[Source data]

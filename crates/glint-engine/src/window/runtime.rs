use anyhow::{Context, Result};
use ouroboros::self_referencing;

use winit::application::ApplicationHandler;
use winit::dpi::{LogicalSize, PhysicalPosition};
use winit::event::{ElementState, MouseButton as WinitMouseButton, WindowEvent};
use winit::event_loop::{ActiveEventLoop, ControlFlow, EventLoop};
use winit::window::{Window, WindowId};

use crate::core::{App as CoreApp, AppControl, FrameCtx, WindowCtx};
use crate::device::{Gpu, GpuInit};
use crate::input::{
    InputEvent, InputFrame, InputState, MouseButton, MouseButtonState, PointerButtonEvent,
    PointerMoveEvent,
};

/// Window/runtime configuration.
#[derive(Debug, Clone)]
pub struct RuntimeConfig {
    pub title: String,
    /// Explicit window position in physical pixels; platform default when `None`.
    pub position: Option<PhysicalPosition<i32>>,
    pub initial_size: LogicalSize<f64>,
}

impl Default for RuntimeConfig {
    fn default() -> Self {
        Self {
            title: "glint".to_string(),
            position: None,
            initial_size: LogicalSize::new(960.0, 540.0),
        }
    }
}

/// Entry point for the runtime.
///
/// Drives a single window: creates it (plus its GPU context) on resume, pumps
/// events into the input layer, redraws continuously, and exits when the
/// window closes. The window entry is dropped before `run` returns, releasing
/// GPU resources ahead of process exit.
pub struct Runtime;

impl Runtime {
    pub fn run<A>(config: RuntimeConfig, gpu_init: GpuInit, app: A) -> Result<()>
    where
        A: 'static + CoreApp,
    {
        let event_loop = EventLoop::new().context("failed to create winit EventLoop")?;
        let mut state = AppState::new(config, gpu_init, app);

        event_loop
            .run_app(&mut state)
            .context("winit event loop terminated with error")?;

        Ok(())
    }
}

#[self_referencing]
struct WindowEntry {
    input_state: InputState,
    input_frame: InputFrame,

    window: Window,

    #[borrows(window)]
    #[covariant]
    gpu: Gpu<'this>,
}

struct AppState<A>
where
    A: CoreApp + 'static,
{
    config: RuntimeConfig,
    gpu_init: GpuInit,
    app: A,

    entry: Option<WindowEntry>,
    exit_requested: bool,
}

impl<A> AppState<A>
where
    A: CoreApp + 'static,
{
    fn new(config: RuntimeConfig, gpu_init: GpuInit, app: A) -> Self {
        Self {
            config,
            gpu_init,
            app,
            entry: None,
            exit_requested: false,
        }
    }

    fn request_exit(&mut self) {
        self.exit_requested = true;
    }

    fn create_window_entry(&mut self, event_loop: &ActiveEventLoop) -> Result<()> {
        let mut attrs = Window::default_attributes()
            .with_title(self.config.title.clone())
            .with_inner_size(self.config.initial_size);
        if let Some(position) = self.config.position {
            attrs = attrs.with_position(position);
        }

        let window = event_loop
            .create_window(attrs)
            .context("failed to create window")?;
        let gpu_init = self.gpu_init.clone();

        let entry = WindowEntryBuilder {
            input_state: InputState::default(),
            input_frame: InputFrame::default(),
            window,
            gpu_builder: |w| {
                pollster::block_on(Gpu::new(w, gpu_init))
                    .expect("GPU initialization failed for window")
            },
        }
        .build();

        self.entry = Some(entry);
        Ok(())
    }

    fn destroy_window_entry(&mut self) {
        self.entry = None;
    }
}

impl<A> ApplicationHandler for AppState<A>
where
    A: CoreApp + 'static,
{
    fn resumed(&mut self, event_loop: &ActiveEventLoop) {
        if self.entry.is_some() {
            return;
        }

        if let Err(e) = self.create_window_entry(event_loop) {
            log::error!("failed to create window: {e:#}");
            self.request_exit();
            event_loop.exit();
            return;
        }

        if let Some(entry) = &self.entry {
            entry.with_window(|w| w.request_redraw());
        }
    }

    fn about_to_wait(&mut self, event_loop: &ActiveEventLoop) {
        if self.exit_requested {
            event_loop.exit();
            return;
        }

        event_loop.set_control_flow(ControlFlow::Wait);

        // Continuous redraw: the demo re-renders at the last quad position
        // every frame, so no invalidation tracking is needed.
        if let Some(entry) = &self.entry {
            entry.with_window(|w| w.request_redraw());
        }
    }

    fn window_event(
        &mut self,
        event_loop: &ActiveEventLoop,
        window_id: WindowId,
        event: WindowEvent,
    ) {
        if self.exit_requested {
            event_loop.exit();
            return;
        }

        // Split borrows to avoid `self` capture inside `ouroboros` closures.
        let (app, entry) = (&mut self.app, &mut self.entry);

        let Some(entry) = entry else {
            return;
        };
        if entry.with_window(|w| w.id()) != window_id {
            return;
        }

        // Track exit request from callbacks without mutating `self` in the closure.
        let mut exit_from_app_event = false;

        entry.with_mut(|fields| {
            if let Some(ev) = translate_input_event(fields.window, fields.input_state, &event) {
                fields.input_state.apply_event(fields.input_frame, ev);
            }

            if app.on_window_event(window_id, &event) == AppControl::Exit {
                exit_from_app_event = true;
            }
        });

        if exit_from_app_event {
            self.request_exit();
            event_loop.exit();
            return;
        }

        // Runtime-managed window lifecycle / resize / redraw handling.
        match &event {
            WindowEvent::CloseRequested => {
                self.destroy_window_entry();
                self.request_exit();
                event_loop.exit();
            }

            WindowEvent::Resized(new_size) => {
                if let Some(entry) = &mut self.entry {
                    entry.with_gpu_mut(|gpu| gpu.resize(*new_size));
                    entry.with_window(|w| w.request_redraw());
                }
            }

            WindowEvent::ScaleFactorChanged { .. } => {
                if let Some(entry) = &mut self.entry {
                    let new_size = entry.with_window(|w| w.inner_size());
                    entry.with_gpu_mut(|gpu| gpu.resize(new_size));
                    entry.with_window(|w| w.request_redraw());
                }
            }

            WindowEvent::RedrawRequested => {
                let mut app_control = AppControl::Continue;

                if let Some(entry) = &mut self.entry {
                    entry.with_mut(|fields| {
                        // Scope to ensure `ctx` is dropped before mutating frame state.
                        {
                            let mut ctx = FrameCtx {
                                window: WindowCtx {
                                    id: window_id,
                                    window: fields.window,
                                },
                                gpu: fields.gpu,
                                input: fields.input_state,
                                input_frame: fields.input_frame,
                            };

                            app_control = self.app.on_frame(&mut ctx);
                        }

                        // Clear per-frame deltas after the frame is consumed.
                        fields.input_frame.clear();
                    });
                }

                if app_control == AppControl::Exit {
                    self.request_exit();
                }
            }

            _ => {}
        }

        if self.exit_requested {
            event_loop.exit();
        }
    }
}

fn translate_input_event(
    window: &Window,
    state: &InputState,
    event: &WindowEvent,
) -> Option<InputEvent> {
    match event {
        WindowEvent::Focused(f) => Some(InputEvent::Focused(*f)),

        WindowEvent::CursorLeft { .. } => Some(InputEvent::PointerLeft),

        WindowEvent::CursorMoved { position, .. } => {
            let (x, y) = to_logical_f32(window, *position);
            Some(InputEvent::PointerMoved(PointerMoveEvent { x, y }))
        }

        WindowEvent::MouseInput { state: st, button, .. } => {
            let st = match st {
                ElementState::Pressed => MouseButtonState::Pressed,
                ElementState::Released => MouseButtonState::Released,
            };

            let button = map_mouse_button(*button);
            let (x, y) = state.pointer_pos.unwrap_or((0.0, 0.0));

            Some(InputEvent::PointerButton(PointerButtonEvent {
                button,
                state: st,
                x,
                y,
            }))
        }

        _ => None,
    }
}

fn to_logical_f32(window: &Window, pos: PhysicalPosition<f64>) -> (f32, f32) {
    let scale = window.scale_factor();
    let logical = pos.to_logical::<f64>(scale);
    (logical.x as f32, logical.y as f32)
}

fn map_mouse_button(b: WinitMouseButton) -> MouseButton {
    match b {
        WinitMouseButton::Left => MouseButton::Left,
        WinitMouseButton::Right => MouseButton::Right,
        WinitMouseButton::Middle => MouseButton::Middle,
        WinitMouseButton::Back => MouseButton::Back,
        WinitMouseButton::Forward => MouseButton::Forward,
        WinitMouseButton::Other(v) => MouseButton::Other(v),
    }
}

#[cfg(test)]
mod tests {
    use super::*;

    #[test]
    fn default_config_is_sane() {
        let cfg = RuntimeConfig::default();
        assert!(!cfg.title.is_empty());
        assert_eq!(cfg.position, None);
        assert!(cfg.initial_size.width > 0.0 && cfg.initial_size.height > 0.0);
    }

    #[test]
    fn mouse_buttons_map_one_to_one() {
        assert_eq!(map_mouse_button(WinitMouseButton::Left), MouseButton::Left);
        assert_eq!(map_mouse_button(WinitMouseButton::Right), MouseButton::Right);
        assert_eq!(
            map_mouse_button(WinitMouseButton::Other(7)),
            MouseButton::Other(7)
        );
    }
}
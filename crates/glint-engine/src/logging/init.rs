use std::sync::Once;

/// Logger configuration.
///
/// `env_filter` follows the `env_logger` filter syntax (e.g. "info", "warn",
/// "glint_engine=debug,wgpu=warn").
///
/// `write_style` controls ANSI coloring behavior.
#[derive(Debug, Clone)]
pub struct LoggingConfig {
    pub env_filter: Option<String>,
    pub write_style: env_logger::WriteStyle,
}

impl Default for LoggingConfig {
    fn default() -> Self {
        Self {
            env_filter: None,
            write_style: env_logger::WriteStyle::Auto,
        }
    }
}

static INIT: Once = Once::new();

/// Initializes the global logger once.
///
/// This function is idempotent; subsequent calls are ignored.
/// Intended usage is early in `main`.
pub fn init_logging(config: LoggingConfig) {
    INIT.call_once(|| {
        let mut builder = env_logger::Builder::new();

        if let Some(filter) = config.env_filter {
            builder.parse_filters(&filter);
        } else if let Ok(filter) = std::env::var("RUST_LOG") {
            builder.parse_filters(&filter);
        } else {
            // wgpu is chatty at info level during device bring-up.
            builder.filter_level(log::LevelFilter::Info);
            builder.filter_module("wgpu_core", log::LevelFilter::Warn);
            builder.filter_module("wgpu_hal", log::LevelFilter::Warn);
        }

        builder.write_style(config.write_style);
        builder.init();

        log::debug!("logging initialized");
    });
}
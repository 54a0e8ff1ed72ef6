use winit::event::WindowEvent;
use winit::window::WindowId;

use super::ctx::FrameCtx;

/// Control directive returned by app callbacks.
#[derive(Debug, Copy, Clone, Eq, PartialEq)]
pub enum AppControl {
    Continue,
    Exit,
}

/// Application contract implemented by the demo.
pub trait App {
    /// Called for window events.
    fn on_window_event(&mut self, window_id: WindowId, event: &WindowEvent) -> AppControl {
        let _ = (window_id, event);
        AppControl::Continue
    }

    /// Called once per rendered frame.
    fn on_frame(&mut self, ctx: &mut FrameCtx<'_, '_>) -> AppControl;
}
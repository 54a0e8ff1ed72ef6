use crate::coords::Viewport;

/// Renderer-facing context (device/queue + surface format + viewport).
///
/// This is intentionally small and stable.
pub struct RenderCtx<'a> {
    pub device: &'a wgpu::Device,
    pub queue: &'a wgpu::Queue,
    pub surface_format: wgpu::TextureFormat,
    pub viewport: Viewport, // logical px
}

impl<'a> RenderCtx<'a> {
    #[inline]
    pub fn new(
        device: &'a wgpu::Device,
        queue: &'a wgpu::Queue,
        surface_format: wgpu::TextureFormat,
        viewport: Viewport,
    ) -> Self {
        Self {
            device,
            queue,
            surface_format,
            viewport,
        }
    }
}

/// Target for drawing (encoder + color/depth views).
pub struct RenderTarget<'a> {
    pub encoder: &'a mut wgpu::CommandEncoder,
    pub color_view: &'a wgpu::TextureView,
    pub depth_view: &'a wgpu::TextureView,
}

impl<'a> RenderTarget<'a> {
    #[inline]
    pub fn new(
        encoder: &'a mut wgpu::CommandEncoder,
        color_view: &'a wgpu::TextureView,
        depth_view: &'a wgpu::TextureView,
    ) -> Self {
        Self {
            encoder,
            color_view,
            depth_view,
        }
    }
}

--

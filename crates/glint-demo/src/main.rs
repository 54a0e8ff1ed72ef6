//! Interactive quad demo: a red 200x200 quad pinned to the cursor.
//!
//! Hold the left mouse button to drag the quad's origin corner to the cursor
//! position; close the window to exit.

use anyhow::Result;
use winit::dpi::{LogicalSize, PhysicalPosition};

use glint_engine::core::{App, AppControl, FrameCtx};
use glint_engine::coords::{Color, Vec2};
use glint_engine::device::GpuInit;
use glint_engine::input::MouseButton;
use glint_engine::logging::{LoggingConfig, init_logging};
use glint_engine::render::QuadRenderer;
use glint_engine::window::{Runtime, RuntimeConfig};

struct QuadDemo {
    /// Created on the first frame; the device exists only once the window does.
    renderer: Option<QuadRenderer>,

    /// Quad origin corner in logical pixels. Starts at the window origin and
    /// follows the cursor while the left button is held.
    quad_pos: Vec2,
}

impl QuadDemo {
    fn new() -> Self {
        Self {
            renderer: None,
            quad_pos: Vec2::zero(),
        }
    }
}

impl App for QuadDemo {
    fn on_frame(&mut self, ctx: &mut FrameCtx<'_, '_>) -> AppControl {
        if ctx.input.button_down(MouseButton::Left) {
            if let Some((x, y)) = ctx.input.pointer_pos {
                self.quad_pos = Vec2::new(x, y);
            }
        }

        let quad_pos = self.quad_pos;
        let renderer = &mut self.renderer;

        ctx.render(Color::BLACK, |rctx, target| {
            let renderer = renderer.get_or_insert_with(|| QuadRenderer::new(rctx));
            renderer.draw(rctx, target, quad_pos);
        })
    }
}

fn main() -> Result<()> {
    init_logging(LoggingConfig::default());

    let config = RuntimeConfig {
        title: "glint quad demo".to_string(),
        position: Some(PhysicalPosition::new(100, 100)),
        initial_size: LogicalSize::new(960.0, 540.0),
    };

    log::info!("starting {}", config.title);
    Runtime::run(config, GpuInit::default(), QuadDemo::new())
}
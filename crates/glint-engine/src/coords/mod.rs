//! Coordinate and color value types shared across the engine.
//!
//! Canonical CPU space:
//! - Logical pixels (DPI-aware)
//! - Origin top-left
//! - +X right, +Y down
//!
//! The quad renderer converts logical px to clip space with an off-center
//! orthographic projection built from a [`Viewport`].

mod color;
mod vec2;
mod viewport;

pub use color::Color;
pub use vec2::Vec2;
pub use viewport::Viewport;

---

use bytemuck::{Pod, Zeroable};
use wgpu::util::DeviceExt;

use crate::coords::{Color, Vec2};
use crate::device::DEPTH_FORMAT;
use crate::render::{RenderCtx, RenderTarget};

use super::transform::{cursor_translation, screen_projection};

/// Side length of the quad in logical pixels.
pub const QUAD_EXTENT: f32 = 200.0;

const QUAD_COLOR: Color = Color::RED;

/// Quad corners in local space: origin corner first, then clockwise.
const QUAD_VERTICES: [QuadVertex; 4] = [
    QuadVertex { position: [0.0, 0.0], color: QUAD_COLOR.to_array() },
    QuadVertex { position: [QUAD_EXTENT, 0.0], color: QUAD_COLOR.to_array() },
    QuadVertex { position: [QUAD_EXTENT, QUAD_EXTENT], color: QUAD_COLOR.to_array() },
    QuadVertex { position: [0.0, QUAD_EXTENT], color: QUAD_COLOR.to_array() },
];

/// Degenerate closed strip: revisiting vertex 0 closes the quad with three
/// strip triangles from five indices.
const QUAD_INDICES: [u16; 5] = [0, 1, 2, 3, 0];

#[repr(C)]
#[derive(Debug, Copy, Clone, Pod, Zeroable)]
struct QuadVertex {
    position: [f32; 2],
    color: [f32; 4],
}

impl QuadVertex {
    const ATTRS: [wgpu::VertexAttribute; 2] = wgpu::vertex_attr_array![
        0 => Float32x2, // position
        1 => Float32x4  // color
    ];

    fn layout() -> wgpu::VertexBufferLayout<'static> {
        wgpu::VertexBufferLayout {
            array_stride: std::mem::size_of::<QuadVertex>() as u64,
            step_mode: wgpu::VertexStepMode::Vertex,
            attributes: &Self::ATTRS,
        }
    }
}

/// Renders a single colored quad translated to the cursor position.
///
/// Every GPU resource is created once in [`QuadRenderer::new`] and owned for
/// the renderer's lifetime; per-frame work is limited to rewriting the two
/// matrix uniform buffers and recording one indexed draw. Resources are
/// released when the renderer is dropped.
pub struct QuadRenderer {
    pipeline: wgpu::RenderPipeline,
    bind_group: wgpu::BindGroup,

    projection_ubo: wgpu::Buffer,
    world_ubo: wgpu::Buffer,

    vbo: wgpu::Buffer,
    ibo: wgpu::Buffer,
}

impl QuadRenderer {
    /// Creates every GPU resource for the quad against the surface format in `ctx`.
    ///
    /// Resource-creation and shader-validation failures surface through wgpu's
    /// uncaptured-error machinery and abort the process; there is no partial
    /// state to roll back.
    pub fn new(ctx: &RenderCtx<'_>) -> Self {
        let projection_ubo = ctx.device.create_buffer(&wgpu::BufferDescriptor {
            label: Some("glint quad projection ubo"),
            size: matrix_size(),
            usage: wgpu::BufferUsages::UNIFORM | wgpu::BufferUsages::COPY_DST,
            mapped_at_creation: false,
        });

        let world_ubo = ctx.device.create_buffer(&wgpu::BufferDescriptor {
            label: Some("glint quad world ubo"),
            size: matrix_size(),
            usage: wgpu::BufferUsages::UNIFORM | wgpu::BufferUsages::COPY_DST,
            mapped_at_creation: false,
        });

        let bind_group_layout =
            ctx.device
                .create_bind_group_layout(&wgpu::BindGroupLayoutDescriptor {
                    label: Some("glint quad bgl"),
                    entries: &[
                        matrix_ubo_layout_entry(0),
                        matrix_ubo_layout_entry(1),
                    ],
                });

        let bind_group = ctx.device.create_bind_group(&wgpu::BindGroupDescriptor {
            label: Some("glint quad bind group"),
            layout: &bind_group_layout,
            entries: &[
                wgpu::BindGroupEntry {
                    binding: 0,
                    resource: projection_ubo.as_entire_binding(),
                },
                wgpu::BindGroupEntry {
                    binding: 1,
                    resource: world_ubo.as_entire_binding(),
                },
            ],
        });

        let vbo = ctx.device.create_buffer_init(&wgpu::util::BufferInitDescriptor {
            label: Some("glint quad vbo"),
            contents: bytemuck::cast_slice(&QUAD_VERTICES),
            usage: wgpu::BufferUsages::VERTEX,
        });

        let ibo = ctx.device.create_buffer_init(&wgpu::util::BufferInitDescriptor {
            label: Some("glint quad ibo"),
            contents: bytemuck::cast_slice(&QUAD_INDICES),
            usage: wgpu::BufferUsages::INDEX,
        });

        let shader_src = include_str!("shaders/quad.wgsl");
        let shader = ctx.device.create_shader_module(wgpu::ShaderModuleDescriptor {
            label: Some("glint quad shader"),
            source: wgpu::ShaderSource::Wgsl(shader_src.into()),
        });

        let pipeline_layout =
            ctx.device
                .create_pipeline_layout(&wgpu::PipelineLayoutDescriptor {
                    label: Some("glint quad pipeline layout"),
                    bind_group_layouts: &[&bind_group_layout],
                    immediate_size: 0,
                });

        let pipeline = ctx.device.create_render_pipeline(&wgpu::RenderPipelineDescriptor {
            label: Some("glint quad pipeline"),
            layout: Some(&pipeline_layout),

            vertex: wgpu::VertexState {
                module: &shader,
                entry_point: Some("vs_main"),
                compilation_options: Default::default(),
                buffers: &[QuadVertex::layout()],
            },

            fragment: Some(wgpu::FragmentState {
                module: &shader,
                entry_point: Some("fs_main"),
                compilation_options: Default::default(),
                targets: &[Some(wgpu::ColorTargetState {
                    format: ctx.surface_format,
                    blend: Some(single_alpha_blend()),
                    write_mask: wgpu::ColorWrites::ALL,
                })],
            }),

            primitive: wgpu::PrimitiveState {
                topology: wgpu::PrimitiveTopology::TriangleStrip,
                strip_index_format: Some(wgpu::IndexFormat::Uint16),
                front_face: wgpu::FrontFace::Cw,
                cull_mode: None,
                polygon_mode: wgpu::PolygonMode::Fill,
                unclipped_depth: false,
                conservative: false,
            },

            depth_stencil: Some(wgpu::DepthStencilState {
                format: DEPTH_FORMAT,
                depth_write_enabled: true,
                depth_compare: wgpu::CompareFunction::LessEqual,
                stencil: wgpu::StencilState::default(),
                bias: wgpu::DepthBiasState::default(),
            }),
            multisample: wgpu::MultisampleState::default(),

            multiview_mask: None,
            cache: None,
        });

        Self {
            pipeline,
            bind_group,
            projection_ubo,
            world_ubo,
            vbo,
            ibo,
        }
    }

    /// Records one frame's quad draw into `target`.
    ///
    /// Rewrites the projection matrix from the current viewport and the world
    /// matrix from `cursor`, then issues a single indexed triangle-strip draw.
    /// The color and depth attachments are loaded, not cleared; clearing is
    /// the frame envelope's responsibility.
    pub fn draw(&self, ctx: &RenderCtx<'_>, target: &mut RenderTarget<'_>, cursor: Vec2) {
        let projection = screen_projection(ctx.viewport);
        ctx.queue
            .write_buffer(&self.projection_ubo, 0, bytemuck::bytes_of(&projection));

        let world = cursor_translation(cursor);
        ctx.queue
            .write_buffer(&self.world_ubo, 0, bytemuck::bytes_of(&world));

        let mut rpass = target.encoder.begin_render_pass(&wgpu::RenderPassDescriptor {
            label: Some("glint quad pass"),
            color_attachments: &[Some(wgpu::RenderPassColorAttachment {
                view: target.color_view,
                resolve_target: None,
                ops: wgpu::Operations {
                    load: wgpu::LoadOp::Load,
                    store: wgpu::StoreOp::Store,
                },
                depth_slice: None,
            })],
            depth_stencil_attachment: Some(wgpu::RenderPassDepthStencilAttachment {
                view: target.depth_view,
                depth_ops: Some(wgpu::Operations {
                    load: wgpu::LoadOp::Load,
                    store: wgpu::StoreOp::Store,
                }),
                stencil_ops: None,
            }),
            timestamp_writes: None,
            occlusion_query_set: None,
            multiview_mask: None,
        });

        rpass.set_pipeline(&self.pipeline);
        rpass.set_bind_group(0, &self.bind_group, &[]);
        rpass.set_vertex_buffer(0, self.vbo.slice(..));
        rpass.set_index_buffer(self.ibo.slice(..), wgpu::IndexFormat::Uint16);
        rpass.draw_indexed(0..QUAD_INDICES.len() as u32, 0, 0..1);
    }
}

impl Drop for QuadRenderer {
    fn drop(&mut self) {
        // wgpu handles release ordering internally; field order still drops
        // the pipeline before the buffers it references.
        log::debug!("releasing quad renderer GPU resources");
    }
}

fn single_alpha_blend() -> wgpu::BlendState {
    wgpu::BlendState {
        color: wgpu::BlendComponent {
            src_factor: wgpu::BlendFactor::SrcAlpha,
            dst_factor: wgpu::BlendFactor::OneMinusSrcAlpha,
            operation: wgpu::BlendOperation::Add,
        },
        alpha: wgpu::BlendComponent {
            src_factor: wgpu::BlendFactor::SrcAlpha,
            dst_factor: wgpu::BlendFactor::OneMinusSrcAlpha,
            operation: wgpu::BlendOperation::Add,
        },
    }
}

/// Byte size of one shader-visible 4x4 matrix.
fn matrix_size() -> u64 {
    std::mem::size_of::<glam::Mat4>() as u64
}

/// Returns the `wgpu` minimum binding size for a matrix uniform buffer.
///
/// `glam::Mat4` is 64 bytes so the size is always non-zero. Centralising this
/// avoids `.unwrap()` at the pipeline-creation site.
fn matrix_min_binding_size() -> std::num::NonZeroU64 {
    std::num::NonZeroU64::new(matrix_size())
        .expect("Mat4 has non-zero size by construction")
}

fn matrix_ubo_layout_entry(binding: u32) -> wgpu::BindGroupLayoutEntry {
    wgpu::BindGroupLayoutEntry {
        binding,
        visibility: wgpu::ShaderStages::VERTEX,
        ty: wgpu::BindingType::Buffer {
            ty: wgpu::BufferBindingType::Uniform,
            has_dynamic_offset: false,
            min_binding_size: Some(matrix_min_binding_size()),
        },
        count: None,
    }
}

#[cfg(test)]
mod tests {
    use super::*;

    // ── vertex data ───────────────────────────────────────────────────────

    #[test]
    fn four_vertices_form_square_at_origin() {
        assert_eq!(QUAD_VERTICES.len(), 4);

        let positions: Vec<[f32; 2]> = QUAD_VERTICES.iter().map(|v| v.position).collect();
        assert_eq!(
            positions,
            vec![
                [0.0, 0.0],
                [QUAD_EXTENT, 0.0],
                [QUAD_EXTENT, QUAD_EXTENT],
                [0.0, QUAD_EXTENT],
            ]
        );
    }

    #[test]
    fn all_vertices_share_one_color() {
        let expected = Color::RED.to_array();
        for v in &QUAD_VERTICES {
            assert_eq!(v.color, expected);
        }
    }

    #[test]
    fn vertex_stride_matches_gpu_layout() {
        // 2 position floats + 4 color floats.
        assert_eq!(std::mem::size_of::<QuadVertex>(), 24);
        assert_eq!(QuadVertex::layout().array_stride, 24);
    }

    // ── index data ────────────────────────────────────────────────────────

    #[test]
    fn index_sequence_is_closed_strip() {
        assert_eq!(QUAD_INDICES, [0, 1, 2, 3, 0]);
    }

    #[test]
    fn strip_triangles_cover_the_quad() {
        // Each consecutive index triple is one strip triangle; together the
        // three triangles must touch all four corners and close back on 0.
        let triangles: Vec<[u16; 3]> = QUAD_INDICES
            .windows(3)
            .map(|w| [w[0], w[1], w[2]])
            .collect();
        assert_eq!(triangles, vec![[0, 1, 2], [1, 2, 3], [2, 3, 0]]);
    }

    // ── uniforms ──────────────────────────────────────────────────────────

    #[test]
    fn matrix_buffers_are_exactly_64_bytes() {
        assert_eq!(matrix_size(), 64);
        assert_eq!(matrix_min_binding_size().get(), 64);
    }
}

Try it — For the word "ElementState", count the lines of the data that contain it and report only the total.

Written answer — 3